I just learned about the concept of passing objects as parameters in a method call. From my understanding, a run of the useCounter class looks like this:

create count1 = incrementer object with counter value 1

call countFiveTimes method with parameter count1

counter = incrementer object with counter value 1 //assign new name to the object to use it inside the countFiveTimes method//

call nextvalue method with the object(counter at this point, previously count1) and println the return value 5 times.

(first run)

temp = 1;

counter = 2;

return temp

println(temp);

prints 1

(second run)

temp = 2;

counter = 3;

returm temp

println(temp)

prints 2

.... and so on and so forth.

I will skip the count2 part because it isn't relevant to my question.
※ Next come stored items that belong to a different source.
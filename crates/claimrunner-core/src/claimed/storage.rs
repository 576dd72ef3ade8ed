//! Storage backends for the claimed set.

use std::path::{Path, PathBuf};
use std::sync::atomic::{AtomicBool, AtomicUsize, Ordering};

use async_trait::async_trait;
use notify::{Config, Event, EventKind, RecommendedWatcher, RecursiveMode, Watcher};
use parking_lot::Mutex;
use serde_json::{json, Value};
use tokio::fs;
use tokio::sync::broadcast;
use tracing::{debug, info, warn};

use claimrunner_protocols::{ClaimId, StorageError};

/// Key of the single durable record.
pub const STORAGE_KEY: &str = "claimedNumbers";

/// A durable home for the claimed ids.
#[async_trait]
pub trait ClaimStorage: Send + Sync {
    /// Read the raw stored values. `Ok(None)` when nothing is stored.
    async fn read(&self) -> Result<Option<Vec<Value>>, StorageError>;

    /// Replace the stored record.
    async fn write(&self, ids: &[ClaimId]) -> Result<(), StorageError>;

    /// Signals that the durable copy may have changed out of band.
    fn subscribe(&self) -> broadcast::Receiver<()>;
}

/// Extract the id list from a stored document.
///
/// Anything but an array under [`STORAGE_KEY`] reads as "nothing stored".
fn ids_from_document(doc: &Value) -> Option<Vec<Value>> {
    doc.get(STORAGE_KEY).and_then(Value::as_array).cloned()
}

/// In-memory backend for tests and ephemeral runs.
pub struct MemoryClaimStorage {
    data: Mutex<Option<Vec<Value>>>,
    writes: AtomicUsize,
    fail_writes: AtomicBool,
    changes: broadcast::Sender<()>,
}

impl MemoryClaimStorage {
    pub fn new() -> Self {
        let (changes, _) = broadcast::channel(16);
        Self {
            data: Mutex::new(None),
            writes: AtomicUsize::new(0),
            fail_writes: AtomicBool::new(false),
            changes,
        }
    }

    /// Start with a stored record.
    pub fn with_values(values: Vec<Value>) -> Self {
        let storage = Self::new();
        *storage.data.lock() = Some(values);
        storage
    }

    /// Simulate another writer replacing the record, and notify subscribers.
    pub fn write_external(&self, values: Option<Vec<Value>>) {
        *self.data.lock() = values;
        let _ = self.changes.send(());
    }

    /// Number of successful writes so far.
    pub fn write_count(&self) -> usize {
        self.writes.load(Ordering::SeqCst)
    }

    /// Make subsequent writes fail with an I/O error.
    pub fn set_fail_writes(&self, fail: bool) {
        self.fail_writes.store(fail, Ordering::SeqCst);
    }

    /// Current stored ids, as written.
    pub fn stored(&self) -> Option<Vec<Value>> {
        self.data.lock().clone()
    }
}

impl Default for MemoryClaimStorage {
    fn default() -> Self {
        Self::new()
    }
}

#[async_trait]
impl ClaimStorage for MemoryClaimStorage {
    async fn read(&self) -> Result<Option<Vec<Value>>, StorageError> {
        Ok(self.data.lock().clone())
    }

    async fn write(&self, ids: &[ClaimId]) -> Result<(), StorageError> {
        if self.fail_writes.load(Ordering::SeqCst) {
            return Err(StorageError::Io(std::io::Error::other("write disabled")));
        }
        *self.data.lock() = Some(ids.iter().map(|id| json!(id)).collect());
        self.writes.fetch_add(1, Ordering::SeqCst);
        Ok(())
    }

    fn subscribe(&self) -> broadcast::Receiver<()> {
        self.changes.subscribe()
    }
}

/// JSON file backend: `{"claimedNumbers": [..]}`.
///
/// Writes go through a sibling temp file and a rename, so readers never see a
/// half-written document.
pub struct FileClaimStorage {
    path: PathBuf,
    changes: broadcast::Sender<()>,
    watcher: Mutex<Option<RecommendedWatcher>>,
}

impl FileClaimStorage {
    /// Create the backend, making sure the parent directory exists.
    pub async fn new(path: impl Into<PathBuf>) -> Result<Self, StorageError> {
        let path = path.into();
        if let Some(parent) = path.parent() {
            if !parent.as_os_str().is_empty() {
                fs::create_dir_all(parent).await?;
            }
        }
        let (changes, _) = broadcast::channel(16);
        debug!("FileClaimStorage initialized at {:?}", path);
        Ok(Self {
            path,
            changes,
            watcher: Mutex::new(None),
        })
    }

    pub fn path(&self) -> &Path {
        &self.path
    }

    fn temp_path(&self) -> PathBuf {
        let mut name = self
            .path
            .file_name()
            .map(|n| n.to_os_string())
            .unwrap_or_default();
        name.push(".tmp");
        self.path.with_file_name(name)
    }

    /// Watch the file for edits made by other processes.
    ///
    /// The parent directory is watched so that creation, deletion and
    /// rename-over all register. Calling this twice is a no-op.
    pub fn watch(&self) -> Result<(), StorageError> {
        let mut slot = self.watcher.lock();
        if slot.is_some() {
            return Ok(());
        }

        let dir = self
            .path
            .parent()
            .filter(|p| !p.as_os_str().is_empty())
            .map(Path::to_path_buf)
            .unwrap_or_else(|| PathBuf::from("."));
        let file_name = self.path.file_name().map(|n| n.to_os_string());
        let changes = self.changes.clone();

        let mut watcher = RecommendedWatcher::new(
            move |res: notify::Result<Event>| match res {
                Ok(event) => {
                    if matches!(event.kind, EventKind::Access(_)) {
                        return;
                    }
                    let touches_file = event
                        .paths
                        .iter()
                        .any(|p| p.file_name().map(|n| n.to_os_string()) == file_name);
                    if touches_file {
                        let _ = changes.send(());
                    }
                }
                Err(e) => warn!("Claimed file watch error: {}", e),
            },
            Config::default(),
        )
        .map_err(|e| StorageError::Watch(format!("Failed to create watcher: {}", e)))?;

        watcher
            .watch(&dir, RecursiveMode::NonRecursive)
            .map_err(|e| StorageError::Watch(format!("Failed to watch {:?}: {}", dir, e)))?;

        info!("Watching claimed file {:?}", self.path);
        *slot = Some(watcher);
        Ok(())
    }
}

#[async_trait]
impl ClaimStorage for FileClaimStorage {
    async fn read(&self) -> Result<Option<Vec<Value>>, StorageError> {
        let content = match fs::read_to_string(&self.path).await {
            Ok(content) => content,
            Err(e) if e.kind() == std::io::ErrorKind::NotFound => return Ok(None),
            Err(e) => return Err(e.into()),
        };
        let doc: Value = serde_json::from_str(&content)?;
        Ok(ids_from_document(&doc))
    }

    async fn write(&self, ids: &[ClaimId]) -> Result<(), StorageError> {
        let doc = json!({ STORAGE_KEY: ids });
        let content = serde_json::to_string_pretty(&doc)?;
        let tmp = self.temp_path();
        fs::write(&tmp, content).await?;
        fs::rename(&tmp, &self.path).await?;
        debug!("Saved {} claimed ids to {:?}", ids.len(), self.path);
        Ok(())
    }

    fn subscribe(&self) -> broadcast::Receiver<()> {
        self.changes.subscribe()
    }
}
//! Calibrated click position.

use chrono::{DateTime, Utc};
use serde::{Deserialize, Serialize};

/// Where on screen to click for every tab of a run.
///
/// Coordinates are viewport (client) coordinates at capture time.
#[derive(Debug, Clone, Copy, PartialEq, Serialize, Deserialize)]
#[serde(rename_all = "camelCase")]
pub struct ReferencePoint {
    pub x: f64,
    pub y: f64,
    pub viewport_width: u32,
    pub viewport_height: u32,
    #[serde(with = "chrono::serde::ts_milliseconds")]
    pub timestamp: DateTime<Utc>,
}

impl ReferencePoint {
    pub fn new(x: f64, y: f64, viewport_width: u32, viewport_height: u32) -> Self {
        Self {
            x,
            y,
            viewport_width,
            viewport_height,
            timestamp: Utc::now(),
        }
    }
}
When the run gets to the println("another 5 values for count1 :"); part, I would normally expect the a run of this part of the class to be the exact same as the first part; that is, I would expect the results to be 1 2 3 4 5 because I do not see the code that is assigning a new value to the counter1 object.(I expect it to be in the same state it was in when I created it)

The explanation my instructor gave was that when you pass on an object as a parameter in a method call, you are essentially passing on the object itself, not a copy of the object.

I feel okay with the concept, but the question is: Where is the new state of the object saved?

Is it in the useCounter class? if it is, where in it?

Help would be much appreciated, sorry for any confusions I might have caused in my question.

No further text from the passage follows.